— Action item —
The output should be every line below that includes the word "host".

Collected data

★ ★ ★ ★ ★ ★ ★

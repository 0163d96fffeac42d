//! 平台指令订阅。
//!
//! Topic：`plugin/{service_identifier}/devices/command/{device_id}/{message_id}`
//! Payload：`{"method": "...", "params": {...}}`

use crate::CommandSink;
use rumqttc::{AsyncClient, Event, MqttOptions, Packet, QoS};
use serde::{Deserialize, Serialize};
use std::sync::Arc;
use std::time::Duration;
use tracing::{info, warn};

/// 平台下发的一条指令。
#[derive(Debug, Clone, PartialEq, Serialize, Deserialize)]
pub struct PlatformCommand {
    pub device_id: String,
    pub message_id: String,
    pub method: String,
    #[serde(default)]
    pub params: serde_json::Map<String, serde_json::Value>,
}

#[derive(Debug, Deserialize)]
struct CommandPayload {
    #[serde(alias = "action")]
    method: String,
    #[serde(default)]
    params: serde_json::Value,
}

pub(crate) fn command_topic_filter(service_identifier: &str) -> String {
    format!("plugin/{}/devices/command/+/+", service_identifier)
}

pub(crate) fn extract_command_scope(service_identifier: &str, topic: &str) -> Option<(String, String)> {
    let parts: Vec<&str> = topic.trim_matches('/').split('/').collect();
    if parts.len() != 6 {
        return None;
    }
    if parts[0] != "plugin" || parts[1] != service_identifier {
        return None;
    }
    if parts[2] != "devices" || parts[3] != "command" {
        return None;
    }
    if parts[4].is_empty() || parts[5].is_empty() {
        return None;
    }
    Some((parts[4].to_string(), parts[5].to_string()))
}

pub(crate) fn parse_command(
    device_id: String,
    message_id: String,
    payload: &[u8],
) -> Result<PlatformCommand, String> {
    let payload: CommandPayload = serde_json::from_slice(payload).map_err(|err| err.to_string())?;
    if payload.method.trim().is_empty() {
        return Err("missing method".to_string());
    }
    let params = match payload.params {
        serde_json::Value::Object(map) => map,
        serde_json::Value::Null => serde_json::Map::new(),
        other => return Err(format!("params must be an object, got {}", other)),
    };
    Ok(PlatformCommand {
        device_id,
        message_id,
        method: payload.method,
        params,
    })
}

/// MQTT 指令监听配置。
#[derive(Debug, Clone)]
pub struct CommandListenerConfig {
    pub host: String,
    pub port: u16,
    pub username: Option<String>,
    pub password: Option<String>,
    pub service_identifier: String,
}

/// broker 未保留会话时需要重新订阅
pub(crate) fn needs_subscribe(event: &Event) -> bool {
    matches!(event, Event::Incoming(Packet::ConnAck(ack)) if !ack.session_present)
}

/// 订阅平台指令 topic，并把解析后的指令交给 `sink`。格式错误的消息记录后跳过。
///
/// 每次连上 broker 且会话未保留时重新订阅，断线重连后仍能收到指令。
pub fn spawn_command_listener(
    config: CommandListenerConfig,
    sink: Arc<dyn CommandSink>,
) -> tokio::task::JoinHandle<()> {
    tokio::spawn(async move {
        let client_id = format!("gw-command-{}", uuid::Uuid::new_v4());
        let mut options = MqttOptions::new(client_id, config.host, config.port);
        options.set_keep_alive(Duration::from_secs(30));
        if let (Some(username), Some(password)) = (config.username, config.password) {
            options.set_credentials(username, password);
        }
        let (client, mut eventloop) = AsyncClient::new(options, 10);
        let topic = command_topic_filter(&config.service_identifier);
        info!(target: "gw.platform", topic = %topic, "command_listener_started");

        loop {
            match eventloop.poll().await {
                Ok(event) if needs_subscribe(&event) => {
                    // 事件循环所在任务不能等待请求队列
                    match client.try_subscribe(topic.clone(), QoS::AtLeastOnce) {
                        Ok(()) => info!(target: "gw.platform", topic = %topic, "command_subscribed"),
                        Err(err) => {
                            warn!(target: "gw.platform", error = %err, "command_subscribe_failed")
                        }
                    }
                }
                Ok(Event::Incoming(Packet::Publish(publish))) => {
                    let Some((device_id, message_id)) =
                        extract_command_scope(&config.service_identifier, &publish.topic)
                    else {
                        warn!(target: "gw.platform", topic = %publish.topic, "command_topic_skipped");
                        continue;
                    };
                    let command = match parse_command(device_id, message_id, &publish.payload) {
                        Ok(command) => command,
                        Err(err) => {
                            warn!(
                                target: "gw.platform",
                                topic = %publish.topic,
                                error = %err,
                                "command_payload_invalid"
                            );
                            continue;
                        }
                    };
                    info!(
                        target: "gw.platform",
                        device_id = %command.device_id,
                        message_id = %command.message_id,
                        method = %command.method,
                        "command_received"
                    );
                    sink.on_command(command).await;
                }
                Ok(_) => {}
                Err(err) => {
                    warn!(target: "gw.platform", error = %err, "command_eventloop_error");
                    tokio::time::sleep(Duration::from_secs(1)).await;
                }
            }
        }
    })
}

#[cfg(test)]
mod tests {
    use super::*;
    use rumqttc::{ConnAck, ConnectReturnCode};

    #[test]
    fn subscribe_follows_every_fresh_session() {
        let fresh = Event::Incoming(Packet::ConnAck(ConnAck {
            session_present: false,
            code: ConnectReturnCode::Success,
        }));
        assert!(needs_subscribe(&fresh));

        let resumed = Event::Incoming(Packet::ConnAck(ConnAck {
            session_present: true,
            code: ConnectReturnCode::Success,
        }));
        assert!(!needs_subscribe(&resumed));
        assert!(!needs_subscribe(&Event::Incoming(Packet::PingResp)));
    }

    #[test]
    fn command_topic_scope_requires_six_segments() {
        let scope = extract_command_scope("svc", "plugin/svc/devices/command/dev-1/msg-9");
        assert_eq!(scope, Some(("dev-1".to_string(), "msg-9".to_string())));
        assert!(extract_command_scope("svc", "plugin/svc/devices/command/dev-1").is_none());
        assert!(extract_command_scope("svc", "plugin/other/devices/command/dev-1/m").is_none());
        assert!(extract_command_scope("svc", "plugin/svc/devices/command/dev-1/m/x").is_none());
    }

    #[test]
    fn command_payload_parses_method_and_params() {
        let payload = br#"{"method":"sleep","params":{"sleep_minutes":30}}"#;
        let command = parse_command("dev-1".into(), "m-1".into(), payload).expect("command");
        assert_eq!(command.method, "sleep");
        assert_eq!(command.params.get("sleep_minutes"), Some(&serde_json::json!(30)));
    }

    #[test]
    fn command_payload_without_params_is_empty_map() {
        let command = parse_command("d".into(), "m".into(), br#"{"method":"query"}"#).expect("command");
        assert!(command.params.is_empty());
    }

    #[test]
    fn command_payload_rejects_non_object_params() {
        assert!(parse_command("d".into(), "m".into(), br#"{"method":"q","params":[1]}"#).is_err());
        assert!(parse_command("d".into(), "m".into(), br#"{"method":" "}"#).is_err());
        assert!(parse_command("d".into(), "m".into(), b"not json").is_err());
    }
}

★ ★ ★ ★ ★ ★ ★

— Output below —
    pub host: String,
        let mut options = MqttOptions::new(client_id, config.host, config.port);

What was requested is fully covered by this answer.